Seth turns around. A woman–mid 40s, the oldest artist in the show–is facing Embry. Is in Embry’s face. She wears a loose fitting, well-worn black dress. No bra. She has an imperious mien. She wants to know who’s in charge. Apparently there has been some mix up. There had been emails that clearly stated she was in the exhibit but this is news to Seth. Seth looks happy to accommodate, less happy about how he’s being spoken to.
“So can I set up my exhibit?”
“The thing is–”
“It goes in the toilet.” And it really does. Feathers. Lining the toilet bowl. And a handwritten sign: “Guys -Please sit to pee - do not lift the rim - Thanks-“ This is the only part of the installation visible to the naked eye. “You’re supposed to pee on the feathers,” she explains. Tomorrow, the toilet bowl will be a mix of urine and toilet paper and feathers. It will be an easy installation to dispose.
“The problem is,” Seth begins, quietly reasserting his role, “my installation goes in the tub and I’m gonna to have to get all up in there to put it together and you probably don’t want me climbing all over what you’re doing.”
Embry’s exhibit is a canvas painted in geometric whites and blacks.

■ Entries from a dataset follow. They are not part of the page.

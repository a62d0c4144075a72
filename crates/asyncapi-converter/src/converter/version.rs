//! Version gate, identifier assignment and version stamp.

use serde_json::Value;

use super::{ConvertOptions, LEGACY_VERSIONS, TARGET_VERSION};
use crate::document::{render_scalar, Document};
use crate::error::ConvertError;

/// Check that the declared `asyncapi` version is one we can convert.
pub(super) fn verify_version(
    doc: &mut Document,
    _options: &ConvertOptions,
) -> Result<(), ConvertError> {
    let version = doc
        .get("asyncapi")
        .ok_or_else(|| ConvertError::invalid_property("asyncapi"))?;
    let version = render_scalar(version).unwrap_or_else(|| version.to_string());

    if version == TARGET_VERSION {
        return Err(ConvertError::DocumentVersionUpToDate(TARGET_VERSION.to_string()));
    }
    if LEGACY_VERSIONS.contains(&version.as_str()) {
        tracing::debug!(version = %version, "legacy version accepted");
        return Ok(());
    }
    Err(ConvertError::UnsupportedAsyncapiVersion(version))
}

/// Write `id`, either the configured override or `urn:` plus the dotted,
/// lower-cased `info.title`.
pub(super) fn assign_id(doc: &mut Document, options: &ConvertOptions) -> Result<(), ConvertError> {
    if let Some(id) = &options.id {
        doc.insert("id", Value::String(id.clone()));
        return Ok(());
    }

    let info = doc
        .get("info")
        .and_then(Value::as_object)
        .ok_or_else(|| ConvertError::invalid_property("info"))?;
    let title = info
        .get("title")
        .and_then(render_scalar)
        .ok_or_else(|| ConvertError::invalid_property("title"))?;

    doc.insert("id", Value::String(format!("urn:{}", derive_id(&title))));
    Ok(())
}

fn derive_id(title: &str) -> String {
    title.to_lowercase().replace(' ', ".")
}

pub(super) fn stamp_version(
    doc: &mut Document,
    _options: &ConvertOptions,
) -> Result<(), ConvertError> {
    doc.insert("asyncapi", Value::String(TARGET_VERSION.to_string()));
    Ok(())
}
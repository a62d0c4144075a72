//! Channel synthesis from legacy containers and channel refinement.
//!
//! AsyncAPI 1.x describes channels in one of three ways: a `topics` mapping
//! (optionally prefixed by `baseTopic`), a single `stream`, or a single
//! `events` object. All three become the 2.x `channels` mapping.

use std::sync::OnceLock;

use regex_lite::Regex;
use serde_json::{json, Value};

use super::ConvertOptions;
use crate::document::{
    expect_object, expect_object_mut, rename_key, render_scalar, Document, Object,
};
use crate::error::ConvertError;

/// Channel key used for `stream` and `events` documents.
const ROOT_CHANNEL: &str = "/";

/// The legacy container a document's channels are built from.
///
/// Selected once per conversion, in priority order `topics`, `stream`,
/// `events`. When a document carries several, only the first is used.
#[derive(Debug, Clone, Copy)]
pub enum LegacyChannels<'a> {
    /// `topics` mapping, with the optional root `baseTopic`.
    Topics {
        topics: &'a Value,
        base_topic: Option<&'a Value>,
    },
    /// `stream` object with `read`/`write` message lists.
    Stream(&'a Value),
    /// `events` object with `receive`/`send` message lists.
    Events(&'a Value),
}

impl<'a> LegacyChannels<'a> {
    /// Find the legacy container in `doc`, if any.
    pub fn detect(doc: &'a Document) -> Option<Self> {
        if let Some(topics) = doc.get("topics") {
            return Some(Self::Topics {
                topics,
                base_topic: doc.get("baseTopic"),
            });
        }
        if let Some(stream) = doc.get("stream") {
            return Some(Self::Stream(stream));
        }
        doc.get("events").map(Self::Events)
    }

    /// Name of the root field this container came from.
    pub fn kind(&self) -> &'static str {
        match self {
            Self::Topics { .. } => "topics",
            Self::Stream(_) => "stream",
            Self::Events(_) => "events",
        }
    }

    /// Build the 2.x `channels` mapping.
    pub fn into_channels(self) -> Result<Object, ConvertError> {
        match self {
            Self::Topics { topics, base_topic } => channels_from_topics(topics, base_topic),
            // Each context names the other container. Callers match on these strings.
            Self::Stream(stream) => single_channel(stream, "events", "read", "write"),
            Self::Events(events) => single_channel(events, "stream", "receive", "send"),
        }
    }
}

fn channels_from_topics(
    topics: &Value,
    base_topic: Option<&Value>,
) -> Result<Object, ConvertError> {
    let topics = expect_object(topics, "topics")?;
    let base = base_topic
        .and_then(render_scalar)
        .filter(|base| !base.is_empty());

    let mut channels = Object::new();
    for (key, topic) in topics {
        let path = match &base {
            Some(base) => format!("{}/{}", base, key),
            None => key.clone(),
        };
        let name = path.replace('.', "/");

        let mut topic = topic.clone();
        if let Some(obj) = topic.as_object_mut() {
            wrap_message(obj, "publish");
            wrap_message(obj, "subscribe");
        }

        if channels.insert(name.clone(), topic).is_some() {
            tracing::warn!(
                channel = %name,
                topic = %key,
                "topic overwrites an earlier channel with the same name"
            );
        }
    }
    Ok(channels)
}

/// Replace a legacy operation value `v` with `{"message": v}`.
fn wrap_message(topic: &mut Object, operation: &str) {
    if let Some(slot) = topic.get_mut(operation) {
        if !slot.is_null() {
            let message = slot.take();
            *slot = json!({ "message": message });
        }
    }
}

fn single_channel(
    source: &Value,
    context: &str,
    publish_key: &str,
    subscribe_key: &str,
) -> Result<Object, ConvertError> {
    let source = expect_object(source, context)?;

    let mut channel = Object::new();
    if let Some(messages) = source.get(publish_key) {
        channel.insert("publish".to_string(), one_of(messages));
    }
    if let Some(messages) = source.get(subscribe_key) {
        channel.insert("subscribe".to_string(), one_of(messages));
    }

    let mut channels = Object::new();
    channels.insert(ROOT_CHANNEL.to_string(), Value::Object(channel));
    Ok(channels)
}

fn one_of(messages: &Value) -> Value {
    json!({ "message": { "oneOf": messages.clone() } })
}

/// Build `channels` from whichever legacy container the document carries.
pub(super) fn create_channels(
    doc: &mut Document,
    _options: &ConvertOptions,
) -> Result<(), ConvertError> {
    let source = LegacyChannels::detect(doc)
        .ok_or_else(|| ConvertError::invalid_property("missing one of topics/stream/events"))?;
    let kind = source.kind();
    let channels = source.into_channels()?;

    tracing::debug!(source = kind, count = channels.len(), "channels created");
    doc.insert("channels", Value::Object(channels));
    Ok(())
}

/// Normalize parameters and rename `protocolInfo` to `bindings` in every channel.
pub(super) fn refine_channels(
    doc: &mut Document,
    _options: &ConvertOptions,
) -> Result<(), ConvertError> {
    let channels = doc
        .get_mut("channels")
        .and_then(Value::as_object_mut)
        .ok_or_else(|| ConvertError::invalid_property("missing channels"))?;

    for (name, channel) in channels.iter_mut() {
        let channel = expect_object_mut(channel, "malformed channel")?;

        normalize_parameters(name, channel)?;

        for operation in ["publish", "subscribe"] {
            if let Some(Value::Object(op)) = channel.get_mut(operation) {
                normalize_message_bindings(op);
                rename_key(op, "protocolInfo", "bindings");
            }
        }
        rename_key(channel, "protocolInfo", "bindings");
    }
    Ok(())
}

/// Placeholder names (`{name}` tokens) of a channel, braces stripped, in order.
fn placeholder_names(channel: &str) -> Vec<&str> {
    static PLACEHOLDER: OnceLock<Regex> = OnceLock::new();
    let re = PLACEHOLDER
        .get_or_init(|| Regex::new(r"\{([^}]+)\}").expect("valid placeholder regex"));
    re.captures_iter(channel)
        .filter_map(|caps| caps.get(1))
        .map(|m| m.as_str())
        .collect()
}

fn strip_braces(name: &str) -> &str {
    name.strip_prefix('{')
        .and_then(|inner| inner.strip_suffix('}'))
        .unwrap_or(name)
}

/// Turn a legacy parameter list into a mapping keyed by parameter name.
///
/// A parameter's own `name` wins; otherwise the placeholder at the same
/// position in the channel name is used, and `default` after that.
fn normalize_parameters(channel_name: &str, channel: &mut Object) -> Result<(), ConvertError> {
    let Some(Value::Array(params)) = channel.get_mut("parameters") else {
        return Ok(());
    };
    let params = std::mem::take(params);
    let placeholders = placeholder_names(channel_name);

    let mut mapped = Object::new();
    for (index, param) in params.into_iter().enumerate() {
        let Value::Object(mut param) = param else {
            return Err(ConvertError::invalid_property("malformed parameter of channel"));
        };

        let name = match param.remove("name") {
            Some(Value::String(name)) => strip_braces(&name).to_string(),
            _ => placeholders
                .get(index)
                .map(|placeholder| placeholder.to_string())
                .unwrap_or_else(|| "default".to_string()),
        };
        mapped.insert(name, Value::Object(param));
    }

    channel.insert("parameters".to_string(), Value::Object(mapped));
    Ok(())
}

/// Rename `protocolInfo` inside an operation's message.
///
/// A `oneOf` list of messages is handled per element; any other message is
/// renamed in place.
fn normalize_message_bindings(operation: &mut Object) {
    let Some(Value::Object(message)) = operation.get_mut("message") else {
        return;
    };

    let one_of_messages = matches!(
        message.get("oneOf"),
        Some(Value::Array(variants)) if variants.iter().all(Value::is_object)
    );

    if one_of_messages {
        if let Some(Value::Array(variants)) = message.get_mut("oneOf") {
            for variant in variants.iter_mut().filter_map(Value::as_object_mut) {
                rename_key(variant, "protocolInfo", "bindings");
            }
        }
    } else {
        rename_key(message, "protocolInfo", "bindings");
    }
}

That goes in the tub. Thick black yarn spiders out from the vents and to the floor, taped with electricians’ tape. It is intended evoke the ghost of Dylan Thomas, who died while a resident at the Chelsea, whose presence, Embry explains, still lingers in the walls and pipes. The artist with the toilet installation has no choice but to wait.
Which isn’t a problem. In the end, with time to spare, the artists’ exhibits have come together. The cat-girl is staying put on the wall, big beautiful brunehilde is framed, the fingerbanged vulva is properly positioned, the golem figurines are in their hand-shined case, the feathers are in the toilet, the mutant robot uprising is complete, and Dylan Thomas wafts from the vents. There’s even a time for a beer run.
All that’s left, now, is the show.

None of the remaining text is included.